新布尼亚病毒感染继发嗜血细胞综合征患者的临床及预后分析

目的分析新布尼亚病毒感染继发嗜血细胞综合征（HPS）患者的临床特点及其与预后的相关性。方法回顾性分析2012年5月至2016年7月收治并确诊的新布尼亚病毒感染患者，选取所有行骨髓穿刺检查者32例，其中符合新布尼亚病毒感染继发HPS者25例，分析其临床特点、骨髓细胞学表现以及与预后的相关性。结果25例患者均表现有发热、乏力、纳差，部分表现为肌肉酸痛，消化道症状，少数患者出现神经精神症状。25例患者均有WBC及PLT下降，ALT、AST、CK、LDH、D-D升高，FIB下降。骨髓细胞学检查中，25例患者均出现了程度不等的嗜血现象，以巨噬细胞吞噬红细胞和血小板较常见。结论SFTS继发HPS患者临床表现复杂多样，HPS是SFTS的重要临床特征和常见并发症，是导致WBC、PLT下降的重要原因，可能不是SFTS死亡的独立危险因素。

Clinical features and prognosis of patients with secondary hemophagocytic syndrome after SFTSV infection

Objective To analyze the clinical characteristics and prognosis of patients with secondary hemophagocytic syndrome (HPS) after SFTSV infection. Methods Among 32 patients with SFTSV infection admitted in Zhoushan Hospital from May 2012 to July 2016, HPS was confirmed in 25 cases by bone marrow puncture.

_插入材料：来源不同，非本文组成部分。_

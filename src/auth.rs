use std::future::Future;
use std::pin::Pin;

use actix_web::{dev::Payload, http::header, web, FromRequest, HttpRequest};
use bcrypt::{hash, verify};
use log::{error, info};
use sqlx::SqlitePool;

use crate::config::Config;
use crate::error::ApiError;
use crate::models::{
    auth_token::AuthToken,
    user::{NewUser, User},
};

/// Inserts the user and issues their first token in one transaction.
pub async fn register_user(
    pool: &SqlitePool,
    new: &NewUser<'_>,
    bcrypt_cost: u32,
) -> Result<(User, AuthToken), ApiError> {
    let password_hash = hash(new.password, bcrypt_cost)?;

    let mut tx = pool.begin().await?;
    let user = User::insert(&mut tx, new, &password_hash).await?;
    let token = AuthToken::create(&mut tx, user.id).await?;
    tx.commit().await?;

    info!("User {} registered", user.email);
    Ok((user, token))
}

/// Checks email/password against the stored hash. `None` on any mismatch.
pub async fn authenticate(pool: &SqlitePool, email: &str, password: &str) -> Result<Option<User>, ApiError> {
    let user = match User::find_by_email(pool, email).await? {
        Some(user) if user.is_active => user,
        _ => return Ok(None),
    };

    match verify(password, &user.password_hash) {
        Ok(true) => {
            User::touch_last_login(pool, user.id).await?;
            Ok(Some(user))
        }
        Ok(false) => Ok(None),
        Err(e) => {
            error!("Error when checking password for user {}: {}", user.email, e);
            Ok(None)
        }
    }
}

/// Creates the configured superuser unless that email is already taken.
pub async fn ensure_superuser(pool: &SqlitePool, config: &Config) -> Result<(), ApiError> {
    let Some(admin) = &config.admin else {
        return Ok(());
    };
    if User::email_exists(pool, &admin.email).await? {
        return Ok(());
    }

    let new = NewUser {
        email: &admin.email,
        password: &admin.password,
        first_name: "",
        last_name: "",
        is_staff: true,
        is_superuser: true,
    };
    register_user(pool, &new, config.bcrypt_cost).await?;
    info!("Superuser {} created", admin.email);
    Ok(())
}

/// Pulls the key out of `Authorization: Token <key>` or `Bearer <key>`.
pub fn token_from_header(value: &str) -> Option<&str> {
    let (scheme, key) = value.trim().split_once(' ')?;
    let key = key.trim();
    if key.is_empty() || key.contains(' ') {
        return None;
    }
    if scheme.eq_ignore_ascii_case("token") || scheme.eq_ignore_ascii_case("bearer") {
        Some(key)
    } else {
        None
    }
}

/// The user owning the request's token.
#[derive(Debug, Clone)]
pub struct AuthenticatedUser(pub User);

impl FromRequest for AuthenticatedUser {
    type Error = ApiError;
    type Future = Pin<Box<dyn Future<Output = Result<Self, Self::Error>>>>;

    fn from_request(req: &HttpRequest, _: &mut Payload) -> Self::Future {
        let pool = req.app_data::<web::Data<SqlitePool>>().cloned();
        let key = req
            .headers()
            .get(header::AUTHORIZATION)
            .and_then(|v| v.to_str().ok())
            .and_then(token_from_header)
            .map(str::to_owned);

        Box::pin(async move {
            let Some(key) = key else {
                return Err(ApiError::Unauthorized(
                    "Authentication credentials were not provided.".into(),
                ));
            };
            let Some(pool) = pool else {
                error!("Database pool missing from app data");
                return Err(ApiError::Database(sqlx::Error::PoolClosed));
            };

            match AuthToken::find_user(pool.get_ref(), &key).await? {
                Some(user) => Ok(AuthenticatedUser(user)),
                None => {
                    info!("Rejected invalid token");
                    Err(ApiError::Unauthorized("Invalid token.".into()))
                }
            }
        })
    }
}

/// An authenticated user with the staff (or superuser) flag.
#[derive(Debug, Clone)]
pub struct StaffUser(pub User);

impl FromRequest for StaffUser {
    type Error = ApiError;
    type Future = Pin<Box<dyn Future<Output = Result<Self, Self::Error>>>>;

    fn from_request(req: &HttpRequest, payload: &mut Payload) -> Self::Future {
        let authenticated = AuthenticatedUser::from_request(req, payload);
        Box::pin(async move {
            let AuthenticatedUser(user) = authenticated.await?;
            if user.is_staff || user.is_superuser {
                Ok(StaffUser(user))
            } else {
                Err(ApiError::Forbidden(
                    "You do not have permission to perform this action.".into(),
                ))
            }
        })
    }
}
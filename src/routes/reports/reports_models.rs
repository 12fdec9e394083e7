use serde::{Deserialize, Serialize};
use sqlx::FromRow;

use crate::models::project::ProjectStatus;

// structs
#[derive(Serialize, FromRow)]
pub struct UserStats {
    pub id: i64,
    pub first_name: String,
    pub last_name: String,
    pub email: String,
    pub completed_count: i64,
    pub pending_count: i64,
}

#[derive(Serialize, FromRow)]
pub struct PendingUser {
    pub id: i64,
    pub first_name: String,
    pub last_name: String,
    pub email: String,
    pub pending_count: i64,
}

#[derive(Serialize)]
pub struct CompletedTodo {
    pub id: i64,
    pub name: String,
    pub creator: String,
    pub email: String,
    pub created_at: String,
    pub status: &'static str,
}

#[derive(Serialize, FromRow)]
pub struct ProjectOverview {
    pub id: i64,
    pub name: String,
    pub status: ProjectStatus,
    pub existing_member_count: i64,
    pub max_members: i64,
}

#[derive(Serialize, FromRow)]
pub struct ProjectSummary {
    pub id: i64,
    pub name: String,
    pub status: ProjectStatus,
    pub max_members: i64,
}

// one row per project member, filtered on the member's name
#[derive(FromRow)]
pub struct ProjectMemberName {
    pub id: i64,
    pub name: String,
    pub status: ProjectStatus,
    pub max_members: i64,
    pub first_name: String,
    pub last_name: String,
}

impl From<ProjectMemberName> for ProjectSummary {
    fn from(row: ProjectMemberName) -> Self {
        ProjectSummary {
            id: row.id,
            name: row.name,
            status: row.status,
            max_members: row.max_members,
        }
    }
}

#[derive(Serialize, FromRow)]
pub struct MemberStats {
    #[serde(skip)]
    pub project_id: i64,
    pub first_name: String,
    pub last_name: String,
    pub email: String,
    pub completed_count: i64,
    pub pending_count: i64,
}

#[derive(Serialize)]
pub struct ProjectReport {
    pub project_title: String,
    pub report: Vec<MemberStats>,
}

// project names arrive as JSON arrays from json_group_array
#[derive(FromRow)]
pub struct UserProjectsRow {
    pub first_name: String,
    pub last_name: String,
    pub email: String,
    pub to_do_projects: String,
    pub in_progress_projects: String,
    pub completed_projects: String,
}

#[derive(Serialize)]
pub struct UserProjects {
    pub first_name: String,
    pub last_name: String,
    pub email: String,
    pub to_do_projects: Vec<String>,
    pub in_progress_projects: Vec<String>,
    pub completed_projects: Vec<String>,
}

impl TryFrom<UserProjectsRow> for UserProjects {
    type Error = serde_json::Error;

    fn try_from(row: UserProjectsRow) -> Result<Self, Self::Error> {
        Ok(UserProjects {
            to_do_projects: serde_json::from_str(&row.to_do_projects)?,
            in_progress_projects: serde_json::from_str(&row.in_progress_projects)?,
            completed_projects: serde_json::from_str(&row.completed_projects)?,
            first_name: row.first_name,
            last_name: row.last_name,
            email: row.email,
        })
    }
}

// query strings

#[derive(Deserialize)]
pub struct TopPendingQuery {
    pub limit: Option<i64>,
}

#[derive(Deserialize)]
pub struct PendingCountQuery {
    pub count: Option<i64>,
}

#[derive(Deserialize)]
pub struct DateRangeQuery {
    pub start: Option<String>,
    pub end: Option<String>,
}

#[derive(Deserialize)]
pub struct MemberNameQuery {
    pub letter: Option<String>,
}
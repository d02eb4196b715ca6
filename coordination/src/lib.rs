//! Turn-taking and context-propagation protocols for text-generation agents.
//!
//! This crate has no opinion about which model answers; it only needs a
//! [`Generator`](backend::Generator). What it does decide:
//!
//! - what each agent sees before it speaks (`context`, `agent`)
//! - whose turn it is and where every answer is fanned out to (`dialogue`)
//! - when a critique/refine cycle may stop (`refinement`)
//!
//! Everything runs on one task, one generation call at a time. Sessions that
//! need isolation from each other should each own their own [`Roster`].
//!
//! # Modules
//!
//! | Module       | Purpose                                               |
//! |--------------|-------------------------------------------------------|
//! | `context`    | Append-only shared/individual memory per agent        |
//! | `agent`      | Capability-tagged agents rendering fixed-order prompts|
//! | `roster`     | Ordered agent collection, capability filters          |
//! | `dialogue`   | Panel and two-party exchange protocols                |
//! | `transcript` | Append-only dialogue log with text/JSON rendering     |
//! | `team`       | Research → dialogue → reflection → article operations |
//! | `refinement` | Bounded producer/critic loop with literal acceptance  |
//! | `sink`       | Overwrite/append write targets for outputs            |
//! | `errors`     | Error taxonomy with retry classification              |

pub mod agent;
pub mod backend;
pub mod context;
pub mod dialogue;
pub mod errors;
pub mod observer;
pub mod prompts;
pub mod refinement;
pub mod roster;
pub mod sink;
pub mod team;
pub mod testing;
pub mod transcript;

pub use agent::{Agent, Capability};
pub use backend::{GenerationError, Generator};
pub use context::{ContextSegment, ContextStore};
pub use dialogue::{DialogueCoordinator, DialogueStyle, MIN_PARTICIPANTS};
pub use errors::{CoordinationError, RetryCategory};
pub use observer::{SilentObserver, TurnObserver};
pub use refinement::{
    Artifact, Critique, RefinementLoop, RefinementOutcome, RefinementState,
    DEFAULT_ACCEPTANCE_PHRASE, DEFAULT_MAX_ITERATIONS,
};
pub use roster::Roster;
pub use sink::{ArtifactSink, MemorySink};
pub use team::ResearchTeam;
pub use transcript::{DialogueTranscript, TranscriptEntry, TurnKind};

The clinical data of 25 patients with secondary HPS after SFTSV infection were analyzed retrospectively. Results All 25 cases presented with fever, fatigue, anorexia, leucopenia and thrombocytopenia, most of cases presented myalgia and gastrointestinal symptoms, and few presented with neuropsychiatric symptoms. ALT, AST, CK, LDH, D-D were increased and FIB decreased in all patients. Various degree of hemophgocytosis was presented in the bone marrow cytology, and macrophages phagocytosis of erythrocytes and platelets were common. Conclusion Secondary HPS is common complication for SFTSV patients which has various clinical manifestations, and may result in leucopenia and thrombocytopenia, but may not increase the mortality of patients.